В опыте старца молитва была живым общением с Живым Богом, и как таковая она принимала бесконечно разные формы, соответствующие разным состояниям молящегося.
Он говорил: «Всегда начинайте молитву, рассказав Богу о своём положении».
Как глубоко личный и интимный акт, молитва не подлежит никаким внешним законам или ограничениям, она должна быть внутренней бытийной необходимостью и должна совершаться в духовной свободе. Поэтому уставная молитва в его глазах имела лишь предварительное, педагогическое значение, несомненно ценное, особенно в начале, для того, чтобы проникнуться правильным молитвенным духом Православной Церкви, однако далеко недостаточное для того, чтобы довести человека до состояния мужа совершенного, в меру полного возраста Христова, для того, чтобы Бог был «вся во всех».

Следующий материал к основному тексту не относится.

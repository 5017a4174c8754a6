//! Bounded waits.
//!
//! Every busy-wait in the driver is a [`RetryPolicy`]: a fixed delay per
//! attempt and a fixed number of attempts. Nothing waits forever.

use core::fmt;

use crate::hw::RegisterInterface;

/// A bounded wait ran out of attempts.
#[derive(Debug, Clone, Copy, PartialEq, Eq)]
pub struct TimedOut {
    /// Number of probes performed before giving up.
    pub attempts: u32,
}

impl fmt::Display for TimedOut {
    fn fmt(&self, f: &mut fmt::Formatter<'_>) -> fmt::Result {
        write!(f, "condition not met after {} attempts", self.attempts)
    }
}

/// Interval and attempt budget for one busy-wait.
#[derive(Debug, Clone, Copy, PartialEq, Eq)]
pub struct RetryPolicy {
    /// Delay between probes, in microseconds.
    pub interval_us: u32,
    /// Maximum number of probes.
    pub max_attempts: u32,
}

impl RetryPolicy {
    /// Create a policy from an interval and an attempt count.
    pub const fn new(interval_us: u32, max_attempts: u32) -> Self {
        Self {
            interval_us,
            max_attempts,
        }
    }

    /// Create a policy from an interval and a total time budget.
    ///
    /// At least one attempt is always made.
    pub const fn from_budget(interval_us: u32, budget_us: u32) -> Self {
        let attempts = if interval_us == 0 {
            1
        } else {
            budget_us / interval_us
        };
        Self {
            interval_us,
            max_attempts: if attempts == 0 { 1 } else { attempts },
        }
    }

    /// Worst-case time spent waiting, in microseconds.
    #[inline]
    pub fn budget_us(&self) -> u64 {
        self.interval_us as u64 * self.max_attempts.saturating_sub(1) as u64
    }

    /// Probe until `probe` yields a value or the attempts run out.
    ///
    /// `probe` runs exactly `max_attempts` times on timeout, with one
    /// `interval_us` delay between consecutive probes.
    pub fn poll<R, T, F>(&self, regs: &R, mut probe: F) -> Result<T, TimedOut>
    where
        R: RegisterInterface + ?Sized,
        F: FnMut(&R) -> Option<T>,
    {
        let attempts = self.max_attempts.max(1);
        for attempt in 1..=attempts {
            if let Some(value) = probe(regs) {
                return Ok(value);
            }
            if attempt < attempts {
                regs.delay_us(self.interval_us);
            }
        }
        Err(TimedOut { attempts })
    }

    /// Wait until `(read32(offset) & mask) == target`.
    pub fn wait_register<R>(
        &self,
        regs: &R,
        offset: u32,
        mask: u32,
        target: u32,
    ) -> Result<(), TimedOut>
    where
        R: RegisterInterface + ?Sized,
    {
        regs.flush();
        self.poll(regs, |r| (r.read32(offset) & mask == target).then_some(()))
    }
}

#[cfg(test)]
mod tests {
    use super::*;
    use crate::testing::FakeNic;
    use core::cell::Cell;

    #[test]
    fn test_poll_stops_at_first_success() {
        let nic = FakeNic::new();
        let calls = Cell::new(0u32);
        let policy = RetryPolicy::new(10, 50);

        let result = policy.poll(&nic, |_| {
            calls.set(calls.get() + 1);
            (calls.get() == 3).then_some(calls.get())
        });

        assert_eq!(result, Ok(3));
        assert_eq!(calls.get(), 3);
        assert_eq!(nic.total_delay_us(), 20);
    }

    #[test]
    fn test_poll_runs_exactly_max_attempts() {
        let nic = FakeNic::new();
        let calls = Cell::new(0u32);
        let policy = RetryPolicy::new(100, 7);

        let result: Result<(), _> = policy.poll(&nic, |_| {
            calls.set(calls.get() + 1);
            None
        });

        assert_eq!(result, Err(TimedOut { attempts: 7 }));
        assert_eq!(calls.get(), 7);
        assert_eq!(nic.total_delay_us(), 600);
    }

    #[test]
    fn test_from_budget() {
        assert_eq!(RetryPolicy::from_budget(10, 500_000).max_attempts, 50_000);
        assert_eq!(RetryPolicy::from_budget(10, 5).max_attempts, 1);
        assert_eq!(RetryPolicy::from_budget(0, 5).max_attempts, 1);
    }

    #[test]
    fn test_wait_register_matches_target() {
        let nic = FakeNic::new();
        nic.set_reg(0x130, 1 << 31);
        let policy = RetryPolicy::new(5, 10);
        assert!(policy.wait_register(&nic, 0x130, 1 << 31, 1 << 31).is_ok());
        assert!(policy.wait_register(&nic, 0x130, 1, 1).is_err());
    }
}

«Молитва есть внутренний акт нашего духа. Выражаться он может в самых различных формах. Нередко и даже, может быть, особенно часто в молчании нашем пред Богом. Молчим, потому что Бог ведает всю глубину нашей мысли, все чаяния нашего сердца, а выражать их словами мы не всегда способны. Бог же разумеет тайные движения нашего сердца и отвечает на них... Предстоять пред Богом – вовсе не значит стоять перед иконами, но чувствовать Его в своём глубоком сознании как наполняющего Собою всё. Для этого может быть пригодным всякое положение тела: лежачее, ходячее, сидячее, стоячее и тому подобное».

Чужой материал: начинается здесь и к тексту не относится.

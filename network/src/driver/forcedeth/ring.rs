//! Descriptor rings shared with the DMA engine.
//!
//! # Ownership
//! ```text
//!   SOFTWARE ──arm (addr, len, wmb, AVAIL/VALID)──> HARDWARE
//!      ▲                                               │
//!      └──────── flag change observed (rmb) ───────────┘
//! ```
//!
//! `produced` counts descriptors ever handed to hardware, `consumed` counts
//! descriptors ever taken back. Both are free-running `u32`s; the slot of a
//! counter is `counter % N`, so `N` must be a power of two to stay
//! consistent across wrap-around.
//!
//! INVARIANT: `produced - consumed <= N`.

use core::mem::offset_of;
use core::ptr::{addr_of, addr_of_mut, NonNull};

use crate::hw::{wmb, DmaRegion};

// ═══════════════════════════════════════════════════════════════════════════
// CONSTANTS
// ═══════════════════════════════════════════════════════════════════════════

/// Number of receive descriptors.
pub const RX_RING_SIZE: usize = 4;

/// Number of transmit descriptors.
pub const TX_RING_SIZE: usize = 2;

/// Largest payload the driver sends or expects.
pub const DEFAULT_MTU: usize = 1500;

/// Packet buffer size: MAC addresses, type, VLAN tag, alignment and slack.
pub const BUFFER_SIZE: usize = DEFAULT_MTU + 64;

/// Size of one descriptor in bytes.
pub const DESC_SIZE: usize = 8;

// ═══════════════════════════════════════════════════════════════════════════
// DESCRIPTOR
// ═══════════════════════════════════════════════════════════════════════════

/// One ring descriptor, as laid out in DMA memory (little-endian).
#[repr(C)]
#[derive(Debug, Clone, Copy, Default, PartialEq, Eq)]
pub struct Descriptor {
    /// Bus address of the packet buffer.
    pub buffer: u32,
    /// Buffer length (RX, armed) / received length (RX, done) / frame length - 1 (TX).
    pub length: u16,
    /// Ownership and status bits.
    pub flags: u16,
}

impl Descriptor {
    /// An unowned, empty descriptor.
    pub const fn new() -> Self {
        Self {
            buffer: 0,
            length: 0,
            flags: 0,
        }
    }
}

const _: () = assert!(core::mem::size_of::<Descriptor>() == DESC_SIZE);

// ═══════════════════════════════════════════════════════════════════════════
// RING INDEX
// ═══════════════════════════════════════════════════════════════════════════

/// Produced/consumed counters for a ring of `N` slots.
#[derive(Debug, Clone, Copy, Default, PartialEq, Eq)]
pub struct RingIndex<const N: usize> {
    produced: u32,
    consumed: u32,
}

impl<const N: usize> RingIndex<N> {
    const VALID_SIZE: () = assert!(N.is_power_of_two() && N <= (u16::MAX as usize));

    /// Fresh counters, everything software-owned.
    pub const fn new() -> Self {
        #[allow(clippy::let_unit_value)]
        let _ = Self::VALID_SIZE;
        Self {
            produced: 0,
            consumed: 0,
        }
    }

    /// Ring capacity.
    #[inline]
    pub const fn capacity(&self) -> usize {
        N
    }

    /// Descriptors ever handed to hardware.
    #[inline]
    pub fn produced(&self) -> u32 {
        self.produced
    }

    /// Descriptors ever reclaimed by software.
    #[inline]
    pub fn consumed(&self) -> u32 {
        self.consumed
    }

    /// Descriptors currently owned by hardware.
    #[inline]
    pub fn in_flight(&self) -> usize {
        self.produced.wrapping_sub(self.consumed) as usize
    }

    /// Descriptors software may still hand out.
    #[inline]
    pub fn free(&self) -> usize {
        N - self.in_flight()
    }

    /// True when every slot is hardware-owned.
    #[inline]
    pub fn is_full(&self) -> bool {
        self.in_flight() == N
    }

    /// True when no slot is hardware-owned.
    #[inline]
    pub fn is_empty(&self) -> bool {
        self.produced == self.consumed
    }

    /// Slot the next produced descriptor goes into, if one is free.
    #[inline]
    pub fn next_produce(&self) -> Option<usize> {
        (!self.is_full()).then(|| self.produced as usize % N)
    }

    /// Slot the next consumed descriptor comes from, if one is in flight.
    #[inline]
    pub fn next_consume(&self) -> Option<usize> {
        (!self.is_empty()).then(|| self.consumed as usize % N)
    }

    /// Record a hand-off to hardware.
    ///
    /// Callers must have obtained the slot from [`next_produce`](Self::next_produce).
    #[inline]
    pub fn advance_produced(&mut self) {
        debug_assert!(!self.is_full());
        self.produced = self.produced.wrapping_add(1);
    }

    /// Record a reclaim from hardware.
    #[inline]
    pub fn advance_consumed(&mut self) {
        debug_assert!(!self.is_empty());
        self.consumed = self.consumed.wrapping_add(1);
    }

    /// Back to the initial state.
    #[inline]
    pub fn reset(&mut self) {
        self.produced = 0;
        self.consumed = 0;
    }

    #[cfg(test)]
    pub(crate) fn with_counters(produced: u32, consumed: u32) -> Self {
        Self { produced, consumed }
    }
}

// ═══════════════════════════════════════════════════════════════════════════
// RING MEMORY
// ═══════════════════════════════════════════════════════════════════════════

/// Everything the DMA engine touches, in one statically sized block.
///
/// Firmware places one of these in a `static` (or another identity-mapped,
/// never-moving location) and hands it to the driver through a
/// [`DmaRegion`].
#[repr(C, align(64))]
pub struct RingMemory {
    rx_desc: [Descriptor; RX_RING_SIZE],
    tx_desc: [Descriptor; TX_RING_SIZE],
    rx_buffers: [[u8; BUFFER_SIZE]; RX_RING_SIZE],
    tx_buffers: [[u8; BUFFER_SIZE]; TX_RING_SIZE],
}

impl RingMemory {
    /// Zeroed ring memory.
    pub const fn new() -> Self {
        Self {
            rx_desc: [Descriptor::new(); RX_RING_SIZE],
            tx_desc: [Descriptor::new(); TX_RING_SIZE],
            rx_buffers: [[0; BUFFER_SIZE]; RX_RING_SIZE],
            tx_buffers: [[0; BUFFER_SIZE]; TX_RING_SIZE],
        }
    }
}

impl Default for RingMemory {
    fn default() -> Self {
        Self::new()
    }
}

/// Carve the receive and transmit rings out of a ring memory region.
pub fn split_rings(
    region: &DmaRegion<RingMemory>,
) -> (DescRing<RX_RING_SIZE>, DescRing<TX_RING_SIZE>) {
    let base = region.cpu_ptr();

    // Safety: the region guarantees `base` is valid for the driver's
    // lifetime; the two rings address disjoint fields.
    unsafe {
        let rx = DescRing::new(
            addr_of_mut!((*base).rx_desc) as *mut Descriptor,
            region.bus_at(offset_of!(RingMemory, rx_desc)),
            addr_of_mut!((*base).rx_buffers) as *mut [u8; BUFFER_SIZE],
            region.bus_at(offset_of!(RingMemory, rx_buffers)),
        );
        let tx = DescRing::new(
            addr_of_mut!((*base).tx_desc) as *mut Descriptor,
            region.bus_at(offset_of!(RingMemory, tx_desc)),
            addr_of_mut!((*base).tx_buffers) as *mut [u8; BUFFER_SIZE],
            region.bus_at(offset_of!(RingMemory, tx_buffers)),
        );
        (rx, tx)
    }
}

// ═══════════════════════════════════════════════════════════════════════════
// DESCRIPTOR RING
// ═══════════════════════════════════════════════════════════════════════════

/// `N` descriptors, `N` packet buffers and the counters that track them.
///
/// All descriptor accesses are volatile; the DMA engine reads and writes
/// the same memory behind the compiler's back.
pub struct DescRing<const N: usize> {
    /// CPU pointer to descriptor 0.
    desc: NonNull<Descriptor>,
    /// Bus address of descriptor 0.
    desc_bus: u32,
    /// CPU pointer to buffer 0.
    buffers: NonNull<[u8; BUFFER_SIZE]>,
    /// Bus address of buffer 0.
    buffers_bus: u32,
    /// Ownership counters.
    index: RingIndex<N>,
}

impl<const N: usize> DescRing<N> {
    /// Build a ring over raw descriptor and buffer arrays.
    ///
    /// # Safety
    /// `desc` must point to `N` descriptors and `buffers` to `N` buffers,
    /// both valid and pinned for the ring's lifetime, with matching bus
    /// addresses.
    pub unsafe fn new(
        desc: *mut Descriptor,
        desc_bus: u32,
        buffers: *mut [u8; BUFFER_SIZE],
        buffers_bus: u32,
    ) -> Self {
        Self {
            desc: NonNull::new_unchecked(desc),
            desc_bus,
            buffers: NonNull::new_unchecked(buffers),
            buffers_bus,
            index: RingIndex::new(),
        }
    }

    /// Bus address of the descriptor array.
    #[inline]
    pub fn base_bus(&self) -> u32 {
        self.desc_bus
    }

    /// Ownership counters.
    #[inline]
    pub fn index(&self) -> &RingIndex<N> {
        &self.index
    }

    /// Mutable ownership counters.
    #[inline]
    pub fn index_mut(&mut self) -> &mut RingIndex<N> {
        &mut self.index
    }

    /// Return every descriptor to software and zero the counters.
    pub fn clear(&mut self) {
        for slot in 0..N {
            self.write_flags(slot, 0);
        }
        wmb();
        self.index.reset();
    }

    /// Write buffer address and length, fence, then publish `flags`.
    ///
    /// This is the only way a descriptor is handed to hardware.
    pub fn publish(&mut self, slot: usize, length: u16, flags: u16) {
        let desc = self.desc_ptr(slot);
        let bus = self.buffer_bus(slot);
        unsafe {
            core::ptr::write_volatile(addr_of_mut!((*desc).buffer), bus.to_le());
            core::ptr::write_volatile(addr_of_mut!((*desc).length), length.to_le());
        }
        // Address and length must be visible before the ownership bit.
        wmb();
        self.write_flags(slot, flags);
    }

    /// Current flags of a descriptor.
    #[inline]
    pub fn read_flags(&self, slot: usize) -> u16 {
        let desc = self.desc_ptr(slot);
        u16::from_le(unsafe { core::ptr::read_volatile(addr_of!((*desc).flags)) })
    }

    /// Current length field of a descriptor.
    #[inline]
    pub fn read_length(&self, slot: usize) -> u16 {
        let desc = self.desc_ptr(slot);
        u16::from_le(unsafe { core::ptr::read_volatile(addr_of!((*desc).length)) })
    }

    /// Overwrite the flags of a descriptor.
    #[inline]
    pub fn write_flags(&mut self, slot: usize, flags: u16) {
        let desc = self.desc_ptr(slot);
        unsafe { core::ptr::write_volatile(addr_of_mut!((*desc).flags), flags.to_le()) }
    }

    /// Packet buffer of a software-owned slot.
    #[inline]
    pub fn buffer(&self, slot: usize) -> &[u8; BUFFER_SIZE] {
        unsafe { &*self.buffers.as_ptr().add(slot % N) }
    }

    /// Mutable packet buffer of a software-owned slot.
    #[inline]
    pub fn buffer_mut(&mut self, slot: usize) -> &mut [u8; BUFFER_SIZE] {
        unsafe { &mut *self.buffers.as_ptr().add(slot % N) }
    }

    /// Bus address of a slot's packet buffer.
    #[inline]
    pub fn buffer_bus(&self, slot: usize) -> u32 {
        self.buffers_bus + ((slot % N) * BUFFER_SIZE) as u32
    }

    /// Play the DMA engine: fill `slot` and overwrite length and flags.
    #[cfg(test)]
    pub(crate) fn simulate_hardware(&mut self, slot: usize, data: &[u8], length: u16, flags: u16) {
        self.buffer_mut(slot)[..data.len()].copy_from_slice(data);
        let desc = self.desc_ptr(slot);
        unsafe { core::ptr::write_volatile(addr_of_mut!((*desc).length), length.to_le()) };
        self.write_flags(slot, flags);
    }

    #[inline]
    fn desc_ptr(&self, slot: usize) -> *mut Descriptor {
        unsafe { self.desc.as_ptr().add(slot % N) }
    }
}

// Safety: ring memory is owned by exactly one ring; access goes through `&mut self`.
unsafe impl<const N: usize> Send for DescRing<N> {}

#[cfg(test)]
mod tests {
    use super::*;
    use crate::testing::leak_ring_memory;

    fn cycle<const N: usize>(rounds: usize) {
        let mut index = RingIndex::<N>::new();
        let mut next_expected = 0usize;
        let mut produced_slots = [0u32; 64];

        for round in 0..rounds {
            // Vary the burst size so the counters drift relative to N.
            let burst = round % (N + 1);
            for _ in 0..burst {
                if let Some(slot) = index.next_produce() {
                    produced_slots[slot] += 1;
                    index.advance_produced();
                }
                assert!(index.in_flight() <= N);
            }
            while let Some(slot) = index.next_consume() {
                assert_eq!(slot, next_expected % N);
                assert_eq!(produced_slots[slot], 1, "slot {} consumed twice", slot);
                produced_slots[slot] -= 1;
                next_expected += 1;
                index.advance_consumed();
            }
            assert!(index.is_empty());
        }
        assert_eq!(index.produced() as usize, next_expected);
    }

    #[test]
    fn test_ring_index_cycles_size_2() {
        cycle::<2>(5000);
    }

    #[test]
    fn test_ring_index_cycles_size_4() {
        cycle::<4>(5000);
    }

    #[test]
    fn test_ring_index_cycles_size_64() {
        cycle::<64>(5000);
    }

    #[test]
    fn test_ring_index_never_exceeds_capacity() {
        let mut index = RingIndex::<4>::new();
        for _ in 0..10 {
            if index.next_produce().is_some() {
                index.advance_produced();
            }
        }
        assert_eq!(index.in_flight(), 4);
        assert!(index.is_full());
        assert_eq!(index.next_produce(), None);
        assert_eq!(index.free(), 0);
    }

    #[test]
    fn test_ring_index_survives_counter_wrap() {
        let mut index = RingIndex::<4>::with_counters(u32::MAX - 1, u32::MAX - 1);
        let mut slots = [0usize; 6];
        for slot in slots.iter_mut().take(4) {
            *slot = index.next_produce().unwrap();
            index.advance_produced();
        }
        assert!(index.is_full());
        assert_eq!(&slots[..4], &[2, 3, 0, 1]);
        for expected in [2, 3, 0, 1] {
            assert_eq!(index.next_consume(), Some(expected));
            index.advance_consumed();
        }
        assert!(index.is_empty());
    }

    #[test]
    fn test_ring_memory_layout() {
        assert_eq!(offset_of!(RingMemory, rx_desc), 0);
        assert_eq!(offset_of!(RingMemory, tx_desc), RX_RING_SIZE * DESC_SIZE);
        assert_eq!(core::mem::align_of::<RingMemory>(), 64);
    }

    #[test]
    fn test_publish_orders_fields_and_flags() {
        let (mem, region) = leak_ring_memory();
        let (mut rx, _tx) = split_rings(&region);

        rx.publish(1, BUFFER_SIZE as u16, 0x8000);

        let desc = unsafe { (*mem).rx_desc[1] };
        assert_eq!(desc.buffer, rx.buffer_bus(1));
        assert_eq!(desc.length as usize, BUFFER_SIZE);
        assert_eq!(desc.flags, 0x8000);
        assert_eq!(rx.read_flags(1), 0x8000);
    }

    #[test]
    fn test_split_rings_bus_addresses() {
        let (_mem, region) = leak_ring_memory();
        let (rx, tx) = split_rings(&region);
        assert_eq!(rx.base_bus(), region.bus_addr());
        assert_eq!(tx.base_bus(), region.bus_addr() + (RX_RING_SIZE * DESC_SIZE) as u32);
        assert_eq!(rx.buffer_bus(1) - rx.buffer_bus(0), BUFFER_SIZE as u32);
    }
}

Именно поэтому старец не любил давать молитвенных правил. Он до конца доверял каждому человеку, видя в нём самые совершенные, самые высшие потенциальные возможности, и хотел через эту свободу довести каждого до осознания личной ответственности перед Богом.
«Чтобы найти верный путь, лучше всего просить об этом Бога в молитве:
Господи, Ты сам научи меня всему. Дай мне радость познания воли Твоей и путей Твоих. Научи меня воистину любить Тебя всем моим существом, как Ты заповедал нам. Устрой мою жизнь так, как Сам Ты в предвечном совете Твоем мыслил о мне... да, даже о мне, ибо Ты никого не забыл и никого не создал на погибель. Я безумно растратил(а) данные Тобою мне силы, но теперь, при конце моей жизни, Ты все Сам исправь, и Сам всему научи меня, но так, чтобы действительно Твоя воля совершилась в жизни моей, разумею я о том или не разумею до времени. Не попусти меня ходить чужими путями, ведущими во тьму, но прежде чем усну смертным сном, дай мне, недостойному(ой), увидеть Свет Твой, о Свете мира.

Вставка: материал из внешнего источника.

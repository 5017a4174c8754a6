//! Whole-device lock for multi-threaded hosts.
//!
//! The driver itself is single-owner. Hosts that poll from more than one
//! context wrap the device in [`SharedNic`]; one spin lock covers every
//! operation, so descriptor and register sequences are never interleaved.

use spin::Mutex;

use crate::driver::forcedeth::{ForcedethNic, LinkOutcome};
use crate::driver::traits::{RxError, TxError};
use crate::hw::RegisterInterface;
use crate::types::MacAddress;

use smoltcp::wire::{EthernetAddress, EthernetProtocol};

/// A forcedeth device behind one spin lock.
pub struct SharedNic<R: RegisterInterface> {
    inner: Mutex<ForcedethNic<R>>,
}

impl<R: RegisterInterface> SharedNic<R> {
    /// Take ownership of a probed device.
    pub fn new(nic: ForcedethNic<R>) -> Self {
        Self {
            inner: Mutex::new(nic),
        }
    }

    /// Run `f` with exclusive access to the device.
    pub fn with<T>(&self, f: impl FnOnce(&mut ForcedethNic<R>) -> T) -> T {
        let mut nic = self.inner.lock();
        f(&mut nic)
    }

    /// See [`ForcedethNic::initialize`].
    pub fn initialize(&self) -> LinkOutcome {
        self.with(|nic| nic.initialize())
    }

    /// See [`ForcedethNic::poll`].
    pub fn poll(&self, buffer: &mut [u8]) -> Result<Option<usize>, RxError> {
        self.with(|nic| nic.poll(buffer))
    }

    /// See [`ForcedethNic::transmit`].
    pub fn transmit(
        &self,
        dest: EthernetAddress,
        ethertype: EthernetProtocol,
        payload: &[u8],
    ) -> Result<usize, TxError> {
        self.with(|nic| nic.transmit(dest, ethertype, payload))
    }

    /// See [`ForcedethNic::disable`].
    pub fn disable(&self) {
        self.with(|nic| nic.disable())
    }

    /// Station address.
    pub fn mac(&self) -> MacAddress {
        self.with(|nic| nic.mac())
    }

    /// Give the device back.
    pub fn into_inner(self) -> ForcedethNic<R> {
        self.inner.into_inner()
    }
}

#[cfg(test)]
mod tests {
    use super::*;
    use crate::driver::forcedeth::ForcedethConfig;
    use crate::testing::{leak_ring_memory, FakeNic, FakePhy};

    #[test]
    fn test_shared_nic_round_trip() {
        let nic = FakeNic::with_station([0x00, 0x04, 0x4B, 1, 2, 3], 1, FakePhy::generic());
        let (_mem, region) = leak_ring_memory();
        let dev = ForcedethNic::probe(&nic, 0x10DE, 0x01C3, region, ForcedethConfig::default())
            .unwrap();
        let shared = SharedNic::new(dev);

        assert!(shared.initialize().is_up());
        assert_eq!(
            shared.transmit(EthernetAddress::BROADCAST, EthernetProtocol::Ipv4, &[0; 46]),
            Ok(60)
        );
        let mut buf = [0u8; 1600];
        assert_eq!(shared.poll(&mut buf), Ok(None));
        assert_eq!(shared.with(|n| n.stats().tx.queued), 1);

        shared.disable();
        assert!(!shared.into_inner().is_running());
    }
}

И своими словами молись всё о том же. Пройдёт некоторое время, и сила слов этих проникнет вовнутрь существа твоего, и тогда потечёт жизнь сама собою именно так, как хочет Господь; а внешне рассуждая, ничего мы не решим».
Для старца молитва, будучи вселенским и всеобъемлющим актом в пространстве и во времени, достигала своей кульминации в совершении Божественной литургии, ради которой всё совершалось и которая являлась средоточием всего дня и источником живой силы для него.
Он говорил: «Литургическая молитва с частым причащением – полнота. Правда, для этого необходимо её жить и разуметь. Тогда откроется, что Литургия объемлет собою всю жизнь нашу; в ней заключены все планы нашего бытия в его обращённости к Богу. Литургия, если только она живётся всем нашим существом, даёт нам жить её как воистину Божественный акт, вмещающий не только весь этот видимый мир, но и выходящий безмерно за его пределы».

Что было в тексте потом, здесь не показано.